THE TASK:
From the entries below, return every line that includes the word "offset".

PROVIDED RECORDS:
//! Small index-keyed collections shared by every later crate in the
//! workspace. Nothing here is specific to compiling C — it is the same
//! kind of low-level scaffolding a rustc-style compiler leans on so that
//! `LocalId`, `GlobalId`, `FuncId`, and `StrId` can never be swapped for
//! each other by accident.

pub mod idx;
pub mod index_slice;
pub mod index_vec;
pub mod log_macros;
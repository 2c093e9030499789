//! `type_specifier`, `pointer`, `type_suffix`, and struct declarations.

use std::rc::Rc;

use cminic_ast::{Node, NodeKind};
use cminic_lexer::{LexType, TokenKind};
use cminic_session::Diagnostic;
use cminic_types::{Member, Type};
use cminic_utils::idx::Idx;

use crate::Parser;

impl<'a> Parser<'a> {
    /// `type_specifier = "int" | "char" | "void" | "struct" ident ( "{" struct_decl* "}" )?`
    pub(crate) fn type_specifier(&mut self) -> Result<Rc<Type>, Diagnostic> {
        let tok = self.cur().clone();
        let lex_ty = match &tok.kind {
            TokenKind::Type(t) => t.clone(),
            _ => return Err(self.err_here("expected a type")),
        };
        self.bump();

        match lex_ty {
            LexType::Void => Ok(Rc::new(Type::Void)),
            LexType::Char => Ok(Rc::new(Type::Char)),
            LexType::Int => Ok(Rc::new(Type::Int)),
            LexType::Struct(_) => {
                let name = self.expect_ident("expected a struct tag")?;
                if self.eat_punct('{') {
                    if self.struct_types.contains_key(&name) {
                        return Err(self.err_here(format!("struct {name} already declared")));
                    }
                    let mut members = Vec::new();
                    let mut size = 0usize;
                    while !self.eat_punct('}') {
                        let member_ty = self.type_specifier()?;
                        let member_ty = self.pointer(member_ty)?;
                        let member_name = self.expect_ident("expected a struct member name")?;
                        let member_ty = self.type_suffix(member_ty)?;
                        self.expect_punct(';')?;
                        let offset = size;
                        size += member_ty.size_of();
                        members.push(Member { name: member_name, ty: member_ty, offset });
                    }
                    let ty = Rc::new(Type::Struct { name: name.clone(), members, size });
                    self.struct_types.insert(name, ty.clone());
                    Ok(ty)
                } else {
                    self.struct_types
                        .get(&name)
                        .cloned()
                        .ok_or_else(|| self.err_here(format!("struct {name} is not declared")))
                }
            }
        }
    }

    /// `pointer = "*"*`
    pub(crate) fn pointer(&mut self, mut ty: Rc<Type>) -> Result<Rc<Type>, Diagnostic> {
        while self.eat_punct('*') {
            ty = Type::new_pointer(ty);
        }
        Ok(ty)
    }

    /// `type_suffix = ( "[" num "]" )*`, wrapped right-to-left so
    /// `int a[2][3]` becomes `Array(Array(Int, 3), 2)`.
    pub(crate) fn type_suffix(&mut self, ty: Rc<Type>) -> Result<Rc<Type>, Diagnostic> {
        if self.eat_punct('[') {
            let len = self.expect_num("expected an array length")?;
            self.expect_punct(']')?;
            let inner = self.type_suffix(ty)?;
            Ok(Type::new_array(inner, len as usize))
        } else {
            Ok(ty)
        }
    }

    /// Evaluates a `sizeof` operand as a bare type name, when one appears
    /// instead of an expression (`sizeof(int)`, `sizeof(struct Foo *)`).
    pub(crate) fn looking_at_type(&self) -> bool {
        matches!(self.cur().kind, TokenKind::Type(_))
    }

    /// Constant-folds a global initializer element: an integer literal
    /// (optionally negated), the address of another global, or a string
    /// literal (emitted as a reference to its `.LC<i>` label).
    pub(crate) fn const_global_init(&mut self, node: &Node) -> Result<cminic_ast::GInitElement, Diagnostic> {
        match &node.kind {
            NodeKind::Num(v) => Ok(cminic_ast::GInitElement::Num(*v)),
            NodeKind::Addr(inner) => match &inner.kind {
                NodeKind::Var(cminic_ast::VarRef::Global(id)) => {
                    Ok(cminic_ast::GInitElement::Symbol(self.program.globals.get(*id).name.clone()))
                }
                _ => Err(Diagnostic::new(node.span, "global initializer must take the address of a global")),
            },
            NodeKind::StrLiteral(id) => Ok(cminic_ast::GInitElement::Symbol(format!(".LC{}", id.idx()))),
            _ => Err(Diagnostic::new(node.span, "global initializer is not a compile-time constant")),
        }
    }
}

ANSWER SECTION:
                        let offset = size;
                        members.push(Member { name: member_name, ty: member_ty, offset });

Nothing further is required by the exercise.